Bunlar aslında kasım aralık gibi bu işi bitirmeye karar vermişler.. O zamanki planları Genç Parti üzerinden AK Parti'ye bir alternatif oluşturmak.. 50 kadar yandaş, 40 kadar dosya ve kaset şantajı ile 75 milletvekilini AK Parti'den kopartıp kendi partilerini kurup seçimleri erteleyeceklermiş..
Kendi oylarının %8 gibi olduğunu düşünüyorlar. %20-25 de ANAP'a oy veren liberal, sağ ve ılımlı sol, yani 4 eğilim'in oylarını alıp, %30-35 ile iktidar olmayı hesaplıyorlar..
Bu plan tutsaydı, Erdoğan, Davutoğlu, Hakan Fidan, Bülent Yıldırım içeride olacaktı bugün!
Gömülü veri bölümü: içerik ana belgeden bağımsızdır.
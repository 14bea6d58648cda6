//! Deterministic simulation module
//!
//! All gameplay logic lives here. This module must be pure and deterministic:
//! - One call to `tick` per displayed frame
//! - Seeded RNG only
//! - Stable iteration order (opponents in spawn order)
//! - No rendering, persistence or platform dependencies

pub mod autopilot;
pub mod collision;
pub mod curve;
pub mod flash;
pub mod scenario;
pub mod score;
pub mod snapshot;
pub mod state;
pub mod tick;
pub mod traffic;
pub mod vehicle;

pub use collision::{Aabb, car_box, first_overlap};
pub use flash::{CrashTint, crash_tint};
pub use scenario::{Fog, Headlights, Particles, PhaseChange, PhaseLook};
pub use snapshot::FrameSnapshot;
pub use state::{
    CurveState, DrivingHook, GameEvent, Opponent, PlayerCar, Scenario, ScenarioPhase, ScoreBoard,
    SimulationState, Traffic,
};
pub use tick::{DriveInput, tick};
pub use traffic::TrafficUpdate;
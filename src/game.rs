//! Game session: the simulation plus its outside collaborators
//!
//! `sim::tick` decides what happens; the session carries out the parts that
//! touch the outside world in the same call:
//! - high score written through to the store as soon as it improves
//! - phase enter actions (reset, then apply the phase look) on the effect sink
//! - crash flicker frames counted while the frozen frame keeps being drawn

use crate::highscores::{load_high_score, save_high_score};
use crate::persistence::KeyValueStore;
use crate::settings::Settings;
use crate::sim::{
    CrashTint, DriveInput, FrameSnapshot, GameEvent, PhaseLook, ScenarioPhase, SimulationState,
    crash_tint, tick,
};
use crate::tuning::Tuning;

/// Receives phase enter actions. Must tolerate the same phase repeatedly.
pub trait ScenarioEffects {
    /// Clear every transient scene effect
    fn reset(&mut self);
    /// Apply the look of `phase`
    fn apply(&mut self, phase: ScenarioPhase, look: &PhaseLook);
}

/// Effect sink that ignores everything (headless runs)
#[derive(Debug, Clone, Copy, Default)]
pub struct NoEffects;

impl ScenarioEffects for NoEffects {
    fn reset(&mut self) {}
    fn apply(&mut self, _phase: ScenarioPhase, _look: &PhaseLook) {}
}

impl<E: ScenarioEffects + ?Sized> ScenarioEffects for &mut E {
    fn reset(&mut self) {
        (**self).reset()
    }

    fn apply(&mut self, phase: ScenarioPhase, look: &PhaseLook) {
        (**self).apply(phase, look)
    }
}

impl<E: ScenarioEffects + ?Sized> ScenarioEffects for Box<E> {
    fn reset(&mut self) {
        (**self).reset()
    }

    fn apply(&mut self, phase: ScenarioPhase, look: &PhaseLook) {
        (**self).apply(phase, look)
    }
}

/// One play session
pub struct Session<S: KeyValueStore, E: ScenarioEffects> {
    state: SimulationState,
    store: S,
    effects: E,
    settings: Settings,
    /// Frames drawn since the collision, `None` while driving
    frames_since_crash: Option<u32>,
}

impl<S: KeyValueStore, E: ScenarioEffects> Session<S, E> {
    /// Start a session, reading the persisted high score from `store`
    pub fn new(seed: u64, tuning: Tuning, settings: Settings, store: S, effects: E) -> Self {
        let high_score = load_high_score(&store);
        let mut session = Self {
            state: SimulationState::new(seed, tuning).with_high_score(high_score),
            store,
            effects,
            settings,
            frames_since_crash: None,
        };
        log::info!("New session (seed {}, high score {})", seed, high_score);
        session.enter(session.state.scenario.phase);
        session
    }

    /// Throw away the current run and start a new one; the high score stays
    pub fn restart(&mut self, seed: u64) {
        let high_score = self.state.score.high_score;
        let tuning = self.state.tuning.clone();
        self.state = SimulationState::new(seed, tuning).with_high_score(high_score);
        self.frames_since_crash = None;
        log::info!("Restarted session (seed {})", seed);
        self.enter(self.state.scenario.phase);
    }

    /// Advance one frame. After game over only the crash flicker advances.
    pub fn tick(&mut self, input: &DriveInput) -> Vec<GameEvent> {
        if let Some(frames) = self.frames_since_crash.as_mut() {
            *frames = frames.saturating_add(1);
            return Vec::new();
        }

        let events = tick(&mut self.state, input);
        for event in &events {
            match *event {
                GameEvent::NewHighScore(score) => save_high_score(&mut self.store, score),
                GameEvent::PhaseEntered { phase, .. } | GameEvent::RoadWrapped { phase } => {
                    self.enter(phase)
                }
                GameEvent::Collision { .. } => self.frames_since_crash = Some(0),
                GameEvent::CurveSpawned { .. } | GameEvent::OpponentsSpawned { .. } => {}
            }
        }
        events
    }

    /// Read-only world view for the renderer
    pub fn snapshot(&self) -> FrameSnapshot {
        FrameSnapshot::capture(&self.state, self.crash_tint())
    }

    pub fn crash_tint(&self) -> Option<CrashTint> {
        self.frames_since_crash
            .map(|frames| crash_tint(frames, self.settings.effective_crash_flash()))
    }

    pub fn state(&self) -> &SimulationState {
        &self.state
    }

    pub fn is_game_over(&self) -> bool {
        self.state.is_game_over
    }

    pub fn settings(&self) -> &Settings {
        &self.settings
    }

    pub fn set_settings(&mut self, settings: Settings) {
        self.settings = settings;
    }

    pub fn store(&self) -> &S {
        &self.store
    }

    pub fn effects(&self) -> &E {
        &self.effects
    }

    fn enter(&mut self, phase: ScenarioPhase) {
        self.effects.reset();
        self.effects.apply(phase, &PhaseLook::for_phase(phase));
    }
}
İddialarından vazgeçmiş değiller.. Ama deşifre oldular.. Abdullah Gül şimdi bunlara karşı daha mesafeli. Bülent Arınç da, kendine sunulan belgeleri gördükten sonra yorumları değişti. Zaten yakında bu belgeler mahkemeye sunulduğunda, Ergenekon davasından daha büyük bir dava ile karşı karşıya kalacağız gibi. Herhalde bu kez paralel yapının bir numarası olarak, bu kez Çetin Doğan'ın koltuğunda "Hocaefendi"yi oturtacaklar. O zaman malum Ananasçı işadamları hakkında, 28 Şubat'tan dava açılmadı ama, paralel devlet yapılanmasında yardım ve yataklık suçlaması ile bu beyefendiler hakkında dava açılır mı bilmiyorum..
ABD, İngiltere de gelişmelerden kaygılı. Evdeki hesap çarşıya uymadı çünki..
Şimdi sıkı durun, ayın ortalarına doğru, istifalar, operasyonlar, kasetler, dosyalar havada uçuşacak.. Ve tabii terör.. Bombalar patlayacak, AK Parti'den, Cemaatten, Alevi ve Kürt kesimden birtakım kişilere saldırılar olabilir..
Tabii bütün bunlar birilerinin hesabı. Son dakika ne olur bilmem. Ama ekonomiyi ve siyaseti krize sokacak, toplumu umutsuzluğa sevk edecek her yolu deneyecekler..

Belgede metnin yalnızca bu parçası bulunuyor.